- _WHAT YOU HAVE TO DO_
When you reach the line containing "for families whose" in the entries below, start writing out each line exactly, and stop after the line containing "pub fn create_table_sql(table: &str, columns: &[ColumnDef])".

DATA RECORDS: Begin

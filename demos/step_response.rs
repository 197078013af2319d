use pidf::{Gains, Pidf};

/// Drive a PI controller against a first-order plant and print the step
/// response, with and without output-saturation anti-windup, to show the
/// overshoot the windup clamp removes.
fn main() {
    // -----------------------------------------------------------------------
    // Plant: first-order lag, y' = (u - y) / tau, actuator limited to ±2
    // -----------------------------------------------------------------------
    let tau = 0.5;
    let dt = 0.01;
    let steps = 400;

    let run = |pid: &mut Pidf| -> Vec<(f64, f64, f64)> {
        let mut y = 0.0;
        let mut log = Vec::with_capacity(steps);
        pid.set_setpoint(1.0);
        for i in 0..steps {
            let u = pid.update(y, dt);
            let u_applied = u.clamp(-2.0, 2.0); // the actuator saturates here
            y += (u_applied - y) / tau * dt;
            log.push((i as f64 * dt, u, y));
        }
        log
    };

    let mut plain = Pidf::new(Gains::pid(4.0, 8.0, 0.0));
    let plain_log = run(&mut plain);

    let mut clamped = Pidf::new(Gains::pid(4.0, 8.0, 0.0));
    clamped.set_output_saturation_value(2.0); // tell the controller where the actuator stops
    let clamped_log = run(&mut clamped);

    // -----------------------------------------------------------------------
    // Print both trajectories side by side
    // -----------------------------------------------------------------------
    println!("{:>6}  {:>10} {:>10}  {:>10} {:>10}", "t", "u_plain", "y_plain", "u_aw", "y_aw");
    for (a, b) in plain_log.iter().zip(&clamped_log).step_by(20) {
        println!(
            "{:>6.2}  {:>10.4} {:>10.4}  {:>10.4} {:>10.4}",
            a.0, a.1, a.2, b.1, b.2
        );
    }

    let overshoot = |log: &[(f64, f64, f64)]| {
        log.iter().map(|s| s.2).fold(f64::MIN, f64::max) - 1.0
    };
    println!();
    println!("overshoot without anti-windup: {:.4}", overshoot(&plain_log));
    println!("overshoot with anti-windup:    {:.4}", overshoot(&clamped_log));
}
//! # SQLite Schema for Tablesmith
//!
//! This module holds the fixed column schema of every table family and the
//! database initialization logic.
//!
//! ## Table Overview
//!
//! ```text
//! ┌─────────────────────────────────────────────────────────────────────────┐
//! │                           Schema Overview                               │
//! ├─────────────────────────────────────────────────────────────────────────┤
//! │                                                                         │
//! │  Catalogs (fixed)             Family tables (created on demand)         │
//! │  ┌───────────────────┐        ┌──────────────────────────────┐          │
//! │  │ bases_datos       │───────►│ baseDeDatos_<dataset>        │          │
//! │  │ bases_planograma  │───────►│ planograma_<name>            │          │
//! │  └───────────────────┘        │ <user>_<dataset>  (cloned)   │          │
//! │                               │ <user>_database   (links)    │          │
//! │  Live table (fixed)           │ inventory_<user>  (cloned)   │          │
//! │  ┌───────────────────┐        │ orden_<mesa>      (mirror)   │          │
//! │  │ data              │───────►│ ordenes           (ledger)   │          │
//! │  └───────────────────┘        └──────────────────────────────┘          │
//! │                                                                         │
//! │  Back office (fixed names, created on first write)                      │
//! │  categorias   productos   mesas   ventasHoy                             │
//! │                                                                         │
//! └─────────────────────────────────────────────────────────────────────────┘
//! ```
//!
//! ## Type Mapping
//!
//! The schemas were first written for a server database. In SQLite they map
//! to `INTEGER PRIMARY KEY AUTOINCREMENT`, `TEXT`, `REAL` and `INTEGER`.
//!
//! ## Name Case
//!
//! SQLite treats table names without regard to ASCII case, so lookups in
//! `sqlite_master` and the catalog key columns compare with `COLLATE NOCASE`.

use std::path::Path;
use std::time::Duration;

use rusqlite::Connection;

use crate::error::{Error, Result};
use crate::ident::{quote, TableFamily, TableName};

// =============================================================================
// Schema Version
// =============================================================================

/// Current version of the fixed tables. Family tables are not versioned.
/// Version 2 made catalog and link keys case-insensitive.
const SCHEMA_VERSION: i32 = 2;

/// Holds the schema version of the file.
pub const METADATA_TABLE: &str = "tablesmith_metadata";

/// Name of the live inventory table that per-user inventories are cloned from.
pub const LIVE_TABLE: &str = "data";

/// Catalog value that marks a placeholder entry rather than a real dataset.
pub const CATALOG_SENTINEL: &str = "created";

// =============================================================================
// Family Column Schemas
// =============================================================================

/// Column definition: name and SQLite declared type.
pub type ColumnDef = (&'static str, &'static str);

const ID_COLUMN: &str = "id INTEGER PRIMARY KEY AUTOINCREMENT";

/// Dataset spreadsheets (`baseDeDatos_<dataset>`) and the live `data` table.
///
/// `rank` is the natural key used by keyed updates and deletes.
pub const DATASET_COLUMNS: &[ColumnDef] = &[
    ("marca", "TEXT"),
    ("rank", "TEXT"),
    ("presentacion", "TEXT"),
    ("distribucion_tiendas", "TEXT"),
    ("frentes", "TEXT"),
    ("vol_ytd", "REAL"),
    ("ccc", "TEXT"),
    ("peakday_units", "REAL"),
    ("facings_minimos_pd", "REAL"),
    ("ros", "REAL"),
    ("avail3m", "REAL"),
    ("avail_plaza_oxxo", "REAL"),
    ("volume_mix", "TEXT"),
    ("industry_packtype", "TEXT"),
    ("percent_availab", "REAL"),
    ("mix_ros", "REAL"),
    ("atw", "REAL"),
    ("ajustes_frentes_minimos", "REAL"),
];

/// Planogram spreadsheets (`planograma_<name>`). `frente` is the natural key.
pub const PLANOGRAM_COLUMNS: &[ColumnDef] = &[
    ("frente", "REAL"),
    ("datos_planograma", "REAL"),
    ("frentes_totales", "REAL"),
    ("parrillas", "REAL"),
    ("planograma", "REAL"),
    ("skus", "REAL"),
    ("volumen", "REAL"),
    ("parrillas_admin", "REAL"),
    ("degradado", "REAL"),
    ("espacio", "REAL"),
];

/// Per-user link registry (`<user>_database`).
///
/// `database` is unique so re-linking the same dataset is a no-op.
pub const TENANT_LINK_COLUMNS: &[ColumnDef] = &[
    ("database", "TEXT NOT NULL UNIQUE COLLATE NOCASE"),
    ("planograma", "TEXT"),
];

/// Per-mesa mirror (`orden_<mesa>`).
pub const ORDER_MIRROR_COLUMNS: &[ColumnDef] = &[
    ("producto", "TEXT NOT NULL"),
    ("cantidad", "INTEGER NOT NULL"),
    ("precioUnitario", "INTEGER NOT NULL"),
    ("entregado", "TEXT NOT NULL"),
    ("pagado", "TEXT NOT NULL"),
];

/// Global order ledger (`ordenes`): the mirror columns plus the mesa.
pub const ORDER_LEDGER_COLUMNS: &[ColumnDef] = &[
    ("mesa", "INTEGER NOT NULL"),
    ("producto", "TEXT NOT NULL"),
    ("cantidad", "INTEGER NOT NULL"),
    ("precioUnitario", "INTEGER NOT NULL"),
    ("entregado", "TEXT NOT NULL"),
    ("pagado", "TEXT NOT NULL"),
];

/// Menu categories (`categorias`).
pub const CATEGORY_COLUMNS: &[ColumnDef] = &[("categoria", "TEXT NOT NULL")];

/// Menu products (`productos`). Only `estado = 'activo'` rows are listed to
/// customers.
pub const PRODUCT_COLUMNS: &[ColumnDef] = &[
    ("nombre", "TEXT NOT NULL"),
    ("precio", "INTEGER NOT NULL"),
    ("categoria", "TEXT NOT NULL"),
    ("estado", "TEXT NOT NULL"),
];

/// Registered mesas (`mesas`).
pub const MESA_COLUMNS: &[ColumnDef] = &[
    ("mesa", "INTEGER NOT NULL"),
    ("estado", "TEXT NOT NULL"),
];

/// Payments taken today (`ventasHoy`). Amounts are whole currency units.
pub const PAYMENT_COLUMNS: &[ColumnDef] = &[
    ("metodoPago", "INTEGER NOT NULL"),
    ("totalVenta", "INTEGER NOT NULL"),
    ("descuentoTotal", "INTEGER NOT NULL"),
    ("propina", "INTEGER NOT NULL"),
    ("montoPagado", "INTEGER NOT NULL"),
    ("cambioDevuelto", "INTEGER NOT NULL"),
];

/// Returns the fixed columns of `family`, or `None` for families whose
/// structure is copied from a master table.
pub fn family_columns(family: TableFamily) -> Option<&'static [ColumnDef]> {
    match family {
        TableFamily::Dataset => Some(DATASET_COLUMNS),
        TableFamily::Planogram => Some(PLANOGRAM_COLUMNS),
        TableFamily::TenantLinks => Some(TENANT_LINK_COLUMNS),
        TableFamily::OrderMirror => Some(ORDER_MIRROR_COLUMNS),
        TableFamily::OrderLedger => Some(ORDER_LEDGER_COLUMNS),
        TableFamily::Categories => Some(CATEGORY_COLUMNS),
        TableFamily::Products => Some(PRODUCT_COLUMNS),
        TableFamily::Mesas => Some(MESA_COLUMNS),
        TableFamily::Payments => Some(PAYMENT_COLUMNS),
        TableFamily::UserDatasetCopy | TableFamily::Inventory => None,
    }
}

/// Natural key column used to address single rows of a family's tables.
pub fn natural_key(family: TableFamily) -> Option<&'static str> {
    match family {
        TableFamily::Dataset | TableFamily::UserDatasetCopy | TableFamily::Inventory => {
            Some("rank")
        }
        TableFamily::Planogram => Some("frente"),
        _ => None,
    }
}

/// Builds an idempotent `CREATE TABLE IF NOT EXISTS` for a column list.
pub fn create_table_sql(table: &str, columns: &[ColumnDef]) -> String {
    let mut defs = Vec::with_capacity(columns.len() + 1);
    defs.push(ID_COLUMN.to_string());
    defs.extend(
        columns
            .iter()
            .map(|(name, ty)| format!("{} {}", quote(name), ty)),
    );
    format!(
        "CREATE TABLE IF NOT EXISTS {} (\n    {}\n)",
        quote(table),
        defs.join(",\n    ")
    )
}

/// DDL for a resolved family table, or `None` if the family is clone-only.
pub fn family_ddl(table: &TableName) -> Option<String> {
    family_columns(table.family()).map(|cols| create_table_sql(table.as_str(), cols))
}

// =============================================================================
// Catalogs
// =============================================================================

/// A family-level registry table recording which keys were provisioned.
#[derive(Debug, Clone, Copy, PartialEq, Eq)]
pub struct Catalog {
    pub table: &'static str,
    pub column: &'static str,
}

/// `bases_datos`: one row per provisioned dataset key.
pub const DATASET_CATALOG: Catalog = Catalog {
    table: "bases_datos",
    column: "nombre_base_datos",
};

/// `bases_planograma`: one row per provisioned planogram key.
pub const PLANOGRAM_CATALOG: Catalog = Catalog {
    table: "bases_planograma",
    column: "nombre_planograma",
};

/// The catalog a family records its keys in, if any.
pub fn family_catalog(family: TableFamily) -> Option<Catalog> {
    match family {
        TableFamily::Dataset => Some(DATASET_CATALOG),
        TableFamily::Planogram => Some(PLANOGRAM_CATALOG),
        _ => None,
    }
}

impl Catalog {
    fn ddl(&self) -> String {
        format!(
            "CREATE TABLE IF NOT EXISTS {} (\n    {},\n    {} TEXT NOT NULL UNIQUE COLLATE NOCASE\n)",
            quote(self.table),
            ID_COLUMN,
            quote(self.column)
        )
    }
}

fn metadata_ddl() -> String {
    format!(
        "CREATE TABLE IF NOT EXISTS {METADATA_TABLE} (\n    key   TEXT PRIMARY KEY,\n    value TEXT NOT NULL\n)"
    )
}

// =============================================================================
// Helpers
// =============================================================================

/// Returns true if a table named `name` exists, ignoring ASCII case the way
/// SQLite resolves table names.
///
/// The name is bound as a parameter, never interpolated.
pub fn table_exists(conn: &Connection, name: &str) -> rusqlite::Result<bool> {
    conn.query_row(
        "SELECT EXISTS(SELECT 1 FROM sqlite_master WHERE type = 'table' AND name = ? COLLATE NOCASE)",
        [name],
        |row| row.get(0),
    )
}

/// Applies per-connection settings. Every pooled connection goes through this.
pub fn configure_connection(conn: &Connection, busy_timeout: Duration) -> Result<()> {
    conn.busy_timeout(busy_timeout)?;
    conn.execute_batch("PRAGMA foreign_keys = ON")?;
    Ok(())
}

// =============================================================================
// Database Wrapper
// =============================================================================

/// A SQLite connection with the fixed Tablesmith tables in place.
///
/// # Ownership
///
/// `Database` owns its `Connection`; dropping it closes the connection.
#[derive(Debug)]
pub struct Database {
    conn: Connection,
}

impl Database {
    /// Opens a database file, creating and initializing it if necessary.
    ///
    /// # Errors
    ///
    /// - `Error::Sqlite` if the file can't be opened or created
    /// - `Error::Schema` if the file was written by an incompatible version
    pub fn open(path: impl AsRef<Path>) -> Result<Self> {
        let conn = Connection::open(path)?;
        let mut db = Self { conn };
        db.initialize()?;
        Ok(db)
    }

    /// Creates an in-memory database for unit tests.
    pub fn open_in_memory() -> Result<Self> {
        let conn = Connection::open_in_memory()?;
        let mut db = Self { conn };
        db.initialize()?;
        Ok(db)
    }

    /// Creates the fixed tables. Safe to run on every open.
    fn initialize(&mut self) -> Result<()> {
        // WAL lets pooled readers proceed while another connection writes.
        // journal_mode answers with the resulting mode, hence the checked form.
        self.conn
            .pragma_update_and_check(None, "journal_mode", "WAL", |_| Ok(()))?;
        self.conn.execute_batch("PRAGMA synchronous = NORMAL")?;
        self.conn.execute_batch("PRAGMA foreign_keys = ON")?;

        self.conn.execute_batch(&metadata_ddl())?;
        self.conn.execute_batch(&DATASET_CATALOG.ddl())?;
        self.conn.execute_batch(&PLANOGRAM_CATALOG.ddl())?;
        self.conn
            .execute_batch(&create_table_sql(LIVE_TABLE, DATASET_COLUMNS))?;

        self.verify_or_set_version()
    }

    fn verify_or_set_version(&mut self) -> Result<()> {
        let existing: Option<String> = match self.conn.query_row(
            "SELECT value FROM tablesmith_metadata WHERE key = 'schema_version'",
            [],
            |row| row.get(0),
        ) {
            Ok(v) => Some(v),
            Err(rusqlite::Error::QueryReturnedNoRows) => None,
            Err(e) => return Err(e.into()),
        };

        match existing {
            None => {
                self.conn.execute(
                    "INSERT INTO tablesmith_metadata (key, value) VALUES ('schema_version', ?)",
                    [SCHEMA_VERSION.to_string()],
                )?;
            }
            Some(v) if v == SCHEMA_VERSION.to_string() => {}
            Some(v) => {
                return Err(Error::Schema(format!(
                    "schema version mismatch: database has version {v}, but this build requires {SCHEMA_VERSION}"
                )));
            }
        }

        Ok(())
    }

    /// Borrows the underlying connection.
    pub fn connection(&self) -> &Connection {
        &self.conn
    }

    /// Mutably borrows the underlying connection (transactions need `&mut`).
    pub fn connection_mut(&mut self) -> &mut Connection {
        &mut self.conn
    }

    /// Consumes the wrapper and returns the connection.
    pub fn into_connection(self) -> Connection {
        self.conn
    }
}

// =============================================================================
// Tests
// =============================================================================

DATA RECORDS: End

- _RESULT BELOW_
/// Returns the fixed columns of `family`, or `None` for families whose
/// structure is copied from a master table.
pub fn family_columns(family: TableFamily) -> Option<&'static [ColumnDef]> {
    match family {
        TableFamily::Dataset => Some(DATASET_COLUMNS),
        TableFamily::Planogram => Some(PLANOGRAM_COLUMNS),
        TableFamily::TenantLinks => Some(TENANT_LINK_COLUMNS),
        TableFamily::OrderMirror => Some(ORDER_MIRROR_COLUMNS),
        TableFamily::OrderLedger => Some(ORDER_LEDGER_COLUMNS),
        TableFamily::Categories => Some(CATEGORY_COLUMNS),
        TableFamily::Products => Some(PRODUCT_COLUMNS),
        TableFamily::Mesas => Some(MESA_COLUMNS),
        TableFamily::Payments => Some(PAYMENT_COLUMNS),
        TableFamily::UserDatasetCopy | TableFamily::Inventory => None,
    }
}

/// Natural key column used to address single rows of a family's tables.
pub fn natural_key(family: TableFamily) -> Option<&'static str> {
    match family {
        TableFamily::Dataset | TableFamily::UserDatasetCopy | TableFamily::Inventory => {
            Some("rank")
        }
        TableFamily::Planogram => Some("frente"),
        _ => None,
    }
}

/// Builds an idempotent `CREATE TABLE IF NOT EXISTS` for a column list.
pub fn create_table_sql(table: &str, columns: &[ColumnDef]) -> String {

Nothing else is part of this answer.